--- SUPPLIED DATA ---

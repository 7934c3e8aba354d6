//! Strings that match a JSON Schema `pattern`.
//!
//! Patterns are parsed into a small AST covering literals, classes, `.`,
//! groups, alternation and quantifiers, and a random walk of the AST produces
//! a candidate. Every candidate is confirmed with `regress`, an ECMAScript
//! regex engine, because JSON Schema patterns use ECMA 262 syntax.
//! Lookaround and backreferences are not supported.

use crate::error::FabricationError;
use rand::Rng;
use rand::rngs::StdRng;
use rand::seq::SliceRandom;

/// Candidates tried before giving up on a pattern.
const ATTEMPTS: usize = 64;

/// Repetitions added above the minimum for open quantifiers (`*`, `+`, `{n,}`).
const OPEN_REPEAT: u32 = 3;

/// Largest `{n}` accepted in a quantifier.
const REPEAT_LIMIT: u32 = 1000;

const WORD_RANGES: &[(char, char)] = &[('a', 'z'), ('A', 'Z'), ('0', '9'), ('_', '_')];
const DIGIT_RANGES: &[(char, char)] = &[('0', '9')];
const SPACE_RANGES: &[(char, char)] = &[(' ', ' '), ('\t', '\t'), ('\n', '\n')];

#[derive(Debug, Clone, PartialEq)]
enum Node {
    Literal(char),
    Class { ranges: Vec<(char, char)>, negated: bool },
    Any,
    Group(Vec<Vec<Node>>),
    Repeat { node: Box<Node>, min: u32, max: Option<u32> },
    Empty,
}

struct Parser {
    chars: Vec<char>,
    pos: usize,
}

impl Parser {
    fn parse(pattern: &str) -> Result<Vec<Vec<Node>>, String> {
        let mut parser = Self {
            chars: pattern.chars().collect(),
            pos: 0,
        };
        let alternatives: Vec<Vec<Node>> = parser.alternation()?;
        if parser.pos < parser.chars.len() {
            return Err(format!("unbalanced `)` at offset {}", parser.pos));
        }
        Ok(alternatives)
    }

    fn peek(&self) -> Option<char> {
        self.chars.get(self.pos).copied()
    }

    fn bump(&mut self) -> Option<char> {
        let c: Option<char> = self.peek();
        self.pos += 1;
        c
    }

    fn eat(&mut self, expected: char) -> bool {
        if self.peek() == Some(expected) {
            self.pos += 1;
            true
        } else {
            false
        }
    }

    fn alternation(&mut self) -> Result<Vec<Vec<Node>>, String> {
        let mut alternatives: Vec<Vec<Node>> = vec![self.sequence()?];
        while self.eat('|') {
            alternatives.push(self.sequence()?);
        }
        Ok(alternatives)
    }

    fn sequence(&mut self) -> Result<Vec<Node>, String> {
        let mut nodes: Vec<Node> = Vec::new();
        while let Some(c) = self.peek() {
            if c == '|' || c == ')' {
                break;
            }
            let atom: Node = self.atom()?;
            nodes.push(self.quantified(atom)?);
        }
        Ok(nodes)
    }

    fn atom(&mut self) -> Result<Node, String> {
        let Some(c) = self.bump() else {
            return Err("unexpected end of pattern".to_string());
        };
        match c {
            '^' | '$' => Ok(Node::Empty),
            '.' => Ok(Node::Any),
            '(' => {
                if self.eat('?') && !self.eat(':') {
                    return Err("lookaround and named groups are not supported".to_string());
                }
                let alternatives: Vec<Vec<Node>> = self.alternation()?;
                if !self.eat(')') {
                    return Err("unterminated group".to_string());
                }
                Ok(Node::Group(alternatives))
            }
            '[' => self.class(),
            '\\' => self.escape(false),
            '*' | '+' | '?' => Err(format!("nothing to repeat before `{c}`")),
            other => Ok(Node::Literal(other)),
        }
    }

    fn quantified(&mut self, atom: Node) -> Result<Node, String> {
        let (min, max) = match self.peek() {
            Some('{') => match self.braces() {
                Some(bounds) => bounds,
                None => return Ok(atom),
            },
            Some(c @ ('*' | '+' | '?')) => {
                self.pos += 1;
                match c {
                    '*' => (0, None),
                    '+' => (1, None),
                    _ => (0, Some(1)),
                }
            }
            _ => return Ok(atom),
        };
        if let Some(max) = max
            && min > max
        {
            return Err(format!("quantifier {{{min},{max}}} is out of order"));
        }
        if min > REPEAT_LIMIT {
            return Err(format!("quantifier minimum {min} is above the supported {REPEAT_LIMIT}"));
        }
        // Lazy quantifiers generate the same strings.
        self.eat('?');
        Ok(Node::Repeat {
            node: Box::new(atom),
            min,
            max,
        })
    }

    /// Parses `{n}`, `{n,}` or `{n,m}` at the cursor, consuming it on success.
    /// Anything else leaves the cursor alone so `{` reads as a literal.
    fn braces(&mut self) -> Option<(u32, Option<u32>)> {
        let rest: String = self.chars[self.pos..].iter().collect();
        let close: usize = rest.find('}')?;
        let body: &str = &rest[1..close];
        let bounds: (u32, Option<u32>) = match body.split_once(',') {
            None => {
                let n: u32 = body.parse().ok()?;
                (n, Some(n))
            }
            Some((low, "")) => (low.parse().ok()?, None),
            Some((low, high)) => (low.parse().ok()?, Some(high.parse().ok()?)),
        };
        self.pos += rest[..=close].chars().count();
        Some(bounds)
    }

    fn escape(&mut self, in_class: bool) -> Result<Node, String> {
        let Some(c) = self.bump() else {
            return Err("pattern ends with `\\`".to_string());
        };
        let class = |ranges: &[(char, char)], negated: bool| Node::Class {
            ranges: ranges.to_vec(),
            negated,
        };
        let node: Node = match c {
            'd' => class(DIGIT_RANGES, false),
            'D' => class(DIGIT_RANGES, true),
            'w' => class(WORD_RANGES, false),
            'W' => class(WORD_RANGES, true),
            's' => class(SPACE_RANGES, false),
            'S' => class(SPACE_RANGES, true),
            'b' if in_class => Node::Literal('\u{8}'),
            'b' | 'B' => Node::Empty,
            'n' => Node::Literal('\n'),
            't' => Node::Literal('\t'),
            'r' => Node::Literal('\r'),
            'f' => Node::Literal('\u{c}'),
            'v' => Node::Literal('\u{b}'),
            '0' => Node::Literal('\0'),
            'x' => Node::Literal(self.hex(2)?),
            'u' => Node::Literal(self.hex(4)?),
            '1'..='9' => return Err("backreferences are not supported".to_string()),
            other => Node::Literal(other),
        };
        Ok(node)
    }

    fn hex(&mut self, digits: usize) -> Result<char, String> {
        let end: usize = self.pos + digits;
        let text: String = self
            .chars
            .get(self.pos..end)
            .ok_or("truncated hex escape")?
            .iter()
            .collect();
        self.pos = end;
        u32::from_str_radix(&text, 16)
            .ok()
            .and_then(char::from_u32)
            .ok_or_else(|| format!("invalid hex escape `{text}`"))
    }

    fn class(&mut self) -> Result<Node, String> {
        let negated: bool = self.eat('^');
        let mut ranges: Vec<(char, char)> = Vec::new();
        loop {
            let start: char = match self.bump() {
                None => return Err("unterminated character class".to_string()),
                Some(']') => break,
                Some('\\') => match self.escape(true)? {
                    Node::Literal(c) => c,
                    Node::Class {
                        ranges: shorthand,
                        negated: false,
                    } => {
                        ranges.extend(shorthand);
                        continue;
                    }
                    _ => return Err("negated shorthand inside a class is not supported".to_string()),
                },
                Some(c) => c,
            };
            let is_range: bool = self.peek() == Some('-')
                && self.chars.get(self.pos + 1).is_some_and(|next| *next != ']');
            if !is_range {
                ranges.push((start, start));
                continue;
            }
            self.pos += 1;
            let end: char = match self.bump() {
                Some('\\') => match self.escape(true)? {
                    Node::Literal(c) => c,
                    _ => return Err("class shorthand cannot end a range".to_string()),
                },
                Some(c) => c,
                None => return Err("unterminated character class".to_string()),
            };
            if start > end {
                return Err(format!("range `{start}-{end}` is out of order"));
            }
            ranges.push((start, end));
        }
        Ok(Node::Class { ranges, negated })
    }
}

fn random_in_range(rng: &mut StdRng, (low, high): (char, char)) -> char {
    let code: u32 = rng.gen_range(u32::from(low)..=u32::from(high));
    char::from_u32(code).unwrap_or(low)
}

fn emit(rng: &mut StdRng, node: &Node, out: &mut String) -> Result<(), String> {
    match node {
        Node::Literal(c) => out.push(*c),
        Node::Empty => {}
        Node::Any => {
            let range: (char, char) = *WORD_RANGES.choose(rng).unwrap_or(&('a', 'z'));
            out.push(random_in_range(rng, range));
        }
        Node::Class {
            ranges,
            negated: false,
        } => {
            let range: (char, char) = *ranges.choose(rng).ok_or("empty character class")?;
            out.push(random_in_range(rng, range));
        }
        Node::Class {
            ranges,
            negated: true,
        } => {
            let allowed: Vec<char> = (' '..='~')
                .filter(|c| !ranges.iter().any(|(low, high)| (low..=high).contains(&c)))
                .collect();
            out.push(*allowed.choose(rng).ok_or("negated class excludes every printable character")?);
        }
        Node::Group(alternatives) => {
            if let Some(sequence) = alternatives.choose(rng) {
                for child in sequence {
                    emit(rng, child, out)?;
                }
            }
        }
        Node::Repeat { node, min, max } => {
            let upper: u32 = max
                .unwrap_or(u32::MAX)
                .min(min.saturating_add(OPEN_REPEAT));
            for _ in 0..rng.gen_range(*min..=upper) {
                emit(rng, node, out)?;
            }
        }
    }
    Ok(())
}

/// Whether `text` contains a match of `pattern` (JSON Schema patterns are unanchored).
///
/// # Errors
///
/// Returns `FabricationError` if `pattern` is not a valid ECMAScript regex.
pub(super) fn is_match(pattern: &str, text: &str, path: &str) -> Result<bool, FabricationError> {
    let regex = regress::Regex::new(pattern)
        .map_err(|e| FabricationError::new(path, format!("invalid pattern `{pattern}`: {e}")))?;
    Ok(regex.find(text).is_some())
}

/// Produces a string matching `pattern` whose length lies within the bounds.
///
/// # Errors
///
/// Returns `FabricationError` if the pattern is invalid, uses unsupported
/// syntax, or no candidate both matches and fits the bounds.
pub(super) fn fabricate_matching(
    rng: &mut StdRng,
    pattern: &str,
    min_length: usize,
    max_length: Option<usize>,
    path: &str,
) -> Result<String, FabricationError> {
    let regex = regress::Regex::new(pattern)
        .map_err(|e| FabricationError::new(path, format!("invalid pattern `{pattern}`: {e}")))?;
    let tree: Vec<Vec<Node>> = Parser::parse(pattern)
        .map_err(|e| FabricationError::new(path, format!("unsupported pattern `{pattern}`: {e}")))?;
    let root = Node::Group(tree);

    for _ in 0..ATTEMPTS {
        let mut candidate: String = String::new();
        emit(rng, &root, &mut candidate)
            .map_err(|e| FabricationError::new(path, format!("pattern `{pattern}`: {e}")))?;
        let length: usize = candidate.chars().count();
        let fits: bool = length >= min_length && max_length.is_none_or(|max| length <= max);
        if fits && regex.find(&candidate).is_some() {
            return Ok(candidate);
        }
    }
    Err(FabricationError::new(
        path,
        format!("no string matching `{pattern}` found within the length bounds"),
    ))
}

---

### EXERCISE BRIEF
A word-for-word restatement of the records above from the line containing "invalid, uses unsupported" to their final line is all the answer should hold.

### WORKED SOLUTION
/// Returns `FabricationError` if the pattern is invalid, uses unsupported
/// syntax, or no candidate both matches and fits the bounds.
pub(super) fn fabricate_matching(
    rng: &mut StdRng,
    pattern: &str,
    min_length: usize,
    max_length: Option<usize>,
    path: &str,
) -> Result<String, FabricationError> {
    let regex = regress::Regex::new(pattern)
        .map_err(|e| FabricationError::new(path, format!("invalid pattern `{pattern}`: {e}")))?;
    let tree: Vec<Vec<Node>> = Parser::parse(pattern)
        .map_err(|e| FabricationError::new(path, format!("unsupported pattern `{pattern}`: {e}")))?;
    let root = Node::Group(tree);

    for _ in 0..ATTEMPTS {
        let mut candidate: String = String::new();
        emit(rng, &root, &mut candidate)
            .map_err(|e| FabricationError::new(path, format!("pattern `{pattern}`: {e}")))?;
        let length: usize = candidate.chars().count();
        let fits: bool = length >= min_length && max_length.is_none_or(|max| length <= max);
        if fits && regex.find(&candidate).is_some() {
            return Ok(candidate);
        }
    }
    Err(FabricationError::new(
        path,
        format!("no string matching `{pattern}` found within the length bounds"),
    ))
}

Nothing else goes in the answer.